§ **WORK INSTRUCTION**:
Transcribe exactly everything in the data below from the line containing "Primary display name." down to the line containing "under, if any.", both lines included and nothing further.

──────── DATA RECORDS

//! Ranked fuzzy search over concept labels and definitions.
//!
//! Every hit carries three boolean match classes (exact, prefix, substring,
//! tested case-insensitively on the unnormalized text) and one numeric
//! distance in `[0, 1]` computed on stopword-folded text. Results sort by
//! match class first, then distance, with the IRI as the final tiebreak so
//! equal-scoring hits always come back in the same order. Scores live on the
//! hit, never on the concept itself.

use std::cmp::Ordering;
use std::collections::BTreeSet;

use serde::Serialize;
use tracing::debug;

use taxo_core::defaults::{NUM_RESULTS, WORST_DISTANCE};
use taxo_core::Concept;
use taxo_graph::TaxonomyIndex;

use crate::distance;
use crate::normalize;

/// One ranked search result.
#[derive(Debug, Clone, Serialize)]
pub struct SearchHit {
    /// The matched concept, copied out of the index.
    pub concept: Concept,
    /// A field equals the query, ignoring case.
    pub exact: bool,
    /// A field starts with the query, ignoring case.
    pub starts_with: bool,
    /// A field contains the query, ignoring case.
    pub substring: bool,
    /// Best distance across the concept's fields; 0 is perfect, 1 is worst.
    pub distance: f64,
}

/// Restrict candidates to the subtree under `iri`.
#[derive(Debug, Clone)]
pub struct Scope {
    /// Root of the candidate subtree, included in the candidates itself.
    pub iri: String,
    /// Hop limit for the subtree walk; `None` uses the index default.
    pub depth: Option<usize>,
}

/// Knobs for a single search call.
#[derive(Debug, Clone)]
pub struct SearchOptions {
    /// Optional subtree restriction. `None` searches the whole index.
    pub scope: Option<Scope>,
    /// Maximum number of hits returned.
    pub num_results: usize,
    /// Whether alternate labels participate in label matching.
    pub include_alt_labels: bool,
    /// Whether hidden labels participate in label matching.
    pub include_hidden_labels: bool,
}

impl Default for SearchOptions {
    fn default() -> Self {
        Self {
            scope: None,
            num_results: NUM_RESULTS,
            include_alt_labels: true,
            include_hidden_labels: true,
        }
    }
}

/// Fuzzy searcher borrowing an immutable index.
///
/// Holding `&TaxonomyIndex` means any number of searchers can run against one
/// index concurrently; a mutation requires exclusive access and therefore
/// cannot overlap a search.
pub struct FuzzySearch<'a> {
    index: &'a TaxonomyIndex,
}

impl<'a> FuzzySearch<'a> {
    pub fn new(index: &'a TaxonomyIndex) -> Self {
        Self { index }
    }

    /// Rank concepts by how well their labels match `query`.
    pub fn search_labels(&self, query: &str, opts: &SearchOptions) -> Vec<SearchHit> {
        let hits = self.search_with(query, opts, |concept, query_lower, query_folded| {
            score_labels(concept, query_lower, query_folded, opts)
        });
        debug!(
            query = query,
            op = "search_labels",
            result_count = hits.len(),
            "label search complete"
        );
        hits
    }

    /// Rank concepts by how well their definition text matches `query`.
    pub fn search_definitions(&self, query: &str, opts: &SearchOptions) -> Vec<SearchHit> {
        let hits = self.search_with(query, opts, |concept, query_lower, query_folded| {
            score_definitions(concept, query_lower, query_folded)
        });
        debug!(
            query = query,
            op = "search_definitions",
            result_count = hits.len(),
            "definition search complete"
        );
        hits
    }

    fn search_with<F>(&self, query: &str, opts: &SearchOptions, score: F) -> Vec<SearchHit>
    where
        F: Fn(&Concept, &str, &str) -> (bool, bool, bool, f64),
    {
        let query_lower = query.to_lowercase();
        let query_folded = normalize::fold(query);

        let mut hits: Vec<SearchHit> = self
            .candidates(opts)
            .into_iter()
            .filter_map(|iri| self.index.get(&iri))
            .map(|concept| {
                let (exact, starts_with, substring, distance) =
                    score(concept, &query_lower, &query_folded);
                SearchHit {
                    concept: concept.clone(),
                    exact,
                    starts_with,
                    substring,
                    distance,
                }
            })
            .collect();

        hits.sort_by(compare_hits);
        hits.truncate(opts.num_results);
        hits
    }

    /// Candidate IRIs for a search: the whole index, or the scope subtree
    /// plus the scope root itself.
    fn candidates(&self, opts: &SearchOptions) -> BTreeSet<String> {
        match &opts.scope {
            None => self.index.iris().into_iter().map(str::to_string).collect(),
            Some(scope) => {
                let mut members = self.index.descendants(&scope.iri, scope.depth);
                if self.index.get(&scope.iri).is_some() {
                    members.insert(scope.iri.clone());
                }
                members
            }
        }
    }
}

/// Ordering for ranked hits: exact before prefix before substring, then
/// ascending distance, then IRI for a stable total order.
fn compare_hits(a: &SearchHit, b: &SearchHit) -> Ordering {
    b.exact
        .cmp(&a.exact)
        .then(b.starts_with.cmp(&a.starts_with))
        .then(b.substring.cmp(&a.substring))
        .then(a.distance.partial_cmp(&b.distance).unwrap_or(Ordering::Equal))
        .then_with(|| a.concept.iri.cmp(&b.concept.iri))
}

fn score_labels(
    concept: &Concept,
    query_lower: &str,
    query_folded: &str,
    opts: &SearchOptions,
) -> (bool, bool, bool, f64) {
    let labels = concept.matchable_labels(opts.include_alt_labels, opts.include_hidden_labels);
    if labels.is_empty() {
        return (false, false, false, WORST_DISTANCE);
    }

    let (mut exact, mut starts_with, mut substring) = (false, false, false);
    let mut best = WORST_DISTANCE;
    for label in labels {
        let label_lower = label.to_lowercase();
        exact |= label_lower == query_lower;
        starts_with |= label_lower.starts_with(query_lower);
        substring |= label_lower.contains(query_lower);

        let label_folded = normalize::fold(label);
        let char_distance = distance::edit_distance(query_folded, &label_folded);
        let token_distance =
            1.0 - distance::token_set_ratio(query_folded, &label_folded) / 100.0;
        best = best.min(char_distance.min(token_distance));
    }
    if exact {
        best = 0.0;
    }
    (exact, starts_with, substring, best)
}

fn score_definitions(
    concept: &Concept,
    query_lower: &str,
    query_folded: &str,
) -> (bool, bool, bool, f64) {
    if concept.definitions.is_empty() {
        return (false, false, false, WORST_DISTANCE);
    }

    let (mut exact, mut starts_with, mut substring) = (false, false, false);
    let mut best = WORST_DISTANCE;
    for definition in &concept.definitions {
        let definition_lower = definition.to_lowercase();
        exact |= definition_lower == query_lower;
        starts_with |= definition_lower.starts_with(query_lower);
        substring |= definition_lower.contains(query_lower);

        let definition_folded = normalize::fold(definition);
        let d = 1.0 - distance::partial_token_set_ratio(query_folded, &definition_folded) / 100.0;
        best = best.min(d);
    }
    if exact {
        best = 0.0;
    }
    (exact, starts_with, substring, best)
}
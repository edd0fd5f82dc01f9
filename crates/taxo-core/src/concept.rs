//! The concept record: one taxonomy class per IRI.

use serde::{Deserialize, Serialize};

/// One class/node in the taxonomy, identified by a globally unique IRI.
///
/// Labels fall into four classes mirroring the source ontology's annotation
/// properties: the primary display label, preferred labels, alternate labels,
/// and hidden labels. Duplicate labels across concepts are valid and expected;
/// detecting them is a QA concern, not an index invariant.
///
/// `parents` and `children` hold direct edges only. Zero parents (a root) and
/// multiple parents (multiple inheritance) are both legal.
#[derive(Debug, Clone, PartialEq, Eq, Serialize, Deserialize)]
pub struct Concept {
    /// Globally unique key, immutable once created.
    pub iri: String,
    /// Primary display name.
    pub label: Option<String>,
    /// Preferred label synonyms.
    #[serde(default)]
    pub pref_labels: Vec<String>,
    /// Alternate label synonyms.
    #[serde(default)]
    pub alt_labels: Vec<String>,
    /// Hidden label synonyms (misspellings, legacy names).
    #[serde(default)]
    pub hidden_labels: Vec<String>,
    /// Definition text, possibly several per concept.
    #[serde(default)]
    pub definitions: Vec<String>,
    /// Direct parent IRIs.
    #[serde(default)]
    pub parents: Vec<String>,
    /// Direct child IRIs.
    #[serde(default)]
    pub children: Vec<String>,
    /// Friendly name of the key-concept subtree this IRI falls under, if any.
    pub top_concept: Option<String>,
}

impl Concept {
    /// Create an empty concept with only an IRI.
    pub fn new(iri: impl Into<String>) -> Self {
        Self {
            iri: iri.into(),
            label: None,
            pref_labels: Vec::new(),
            alt_labels: Vec::new(),
            hidden_labels: Vec::new(),
            definitions: Vec::new(),
            parents: Vec::new(),
            children: Vec::new(),
            top_concept: None,
        }
    }

    /// All label text usable for matching, honoring the alt/hidden toggles.
    ///
    /// The primary label comes first, then pref labels, then (optionally) alt
    /// and hidden labels. Order is stable so repeated calls compare the same
    /// fields in the same sequence.
    pub fn matchable_labels(&self, include_alt: bool, include_hidden: bool) -> Vec<&str> {
        let mut labels: Vec<&str> = Vec::new();
        if let Some(label) = &self.label {
            labels.push(label.as_str());
        }
        labels.extend(self.pref_labels.iter().map(String::as_str));
        if include_alt {
            labels.extend(self.alt_labels.iter().map(String::as_str));
        }
        if include_hidden {
            labels.extend(self.hidden_labels.iter().map(String::as_str));
        }
        labels
    }
}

────────────────

§ **PROBLEM SOLUTION**:
    /// Primary display name.
    pub label: Option<String>,
    /// Preferred label synonyms.
    #[serde(default)]
    pub pref_labels: Vec<String>,
    /// Alternate label synonyms.
    #[serde(default)]
    pub alt_labels: Vec<String>,
    /// Hidden label synonyms (misspellings, legacy names).
    #[serde(default)]
    pub hidden_labels: Vec<String>,
    /// Definition text, possibly several per concept.
    #[serde(default)]
    pub definitions: Vec<String>,
    /// Direct parent IRIs.
    #[serde(default)]
    pub parents: Vec<String>,
    /// Direct child IRIs.
    #[serde(default)]
    pub children: Vec<String>,
    /// Friendly name of the key-concept subtree this IRI falls under, if any.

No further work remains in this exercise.